> **The problem**
Pick out all lines of the entries that include the word "AppError" and copy them.

[Information Boundary: Start]

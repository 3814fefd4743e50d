//! Site metadata endpoints.

use axum::{extract::State, Json};

use super::{error, success, ApiResult};
use crate::errors::AppError;
use crate::models::{SiteMetadata, SiteMetadataPatch};
use crate::AppState;

/// GET /api/site/metadata - Get the metadata singleton.
pub async fn get_site_metadata(State(state): State<AppState>) -> ApiResult<SiteMetadata> {
    let revision_id = state.repo.get_revision_id().await.unwrap_or(0);

    match state.repo.get_site_metadata().await {
        Ok(Some(metadata)) => success(metadata, revision_id),
        Ok(None) => error(
            AppError::NotFound("Site metadata has not been created".to_string()),
            revision_id,
        ),
        Err(e) => error(e, revision_id),
    }
}

/// GET /api/site/certifications - Certifications listed on the metadata.
pub async fn list_certifications(State(state): State<AppState>) -> ApiResult<Vec<String>> {
    let revision_id = state.repo.get_revision_id().await.unwrap_or(0);

    match state.repo.list_certifications().await {
        Ok(certifications) => success(certifications, revision_id),
        Err(e) => error(e, revision_id),
    }
}

/// PUT /api/admin/site/metadata - Merge fields into the metadata singleton.
pub async fn update_site_metadata(
    State(state): State<AppState>,
    Json(request): Json<SiteMetadataPatch>,
) -> ApiResult<SiteMetadata> {
    let revision_id = state.repo.get_revision_id().await.unwrap_or(0);

    match state.repo.update_site_metadata(&request).await {
        Ok(metadata) => {
            let new_revision = metadata.updated_at.sequence;
            success(metadata, new_revision)
        }
        Err(e) => error(e, revision_id),
    }
}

[Information Boundary: End]

> **Answer**
use crate::errors::AppError;
            AppError::NotFound("Site metadata has not been created".to_string()),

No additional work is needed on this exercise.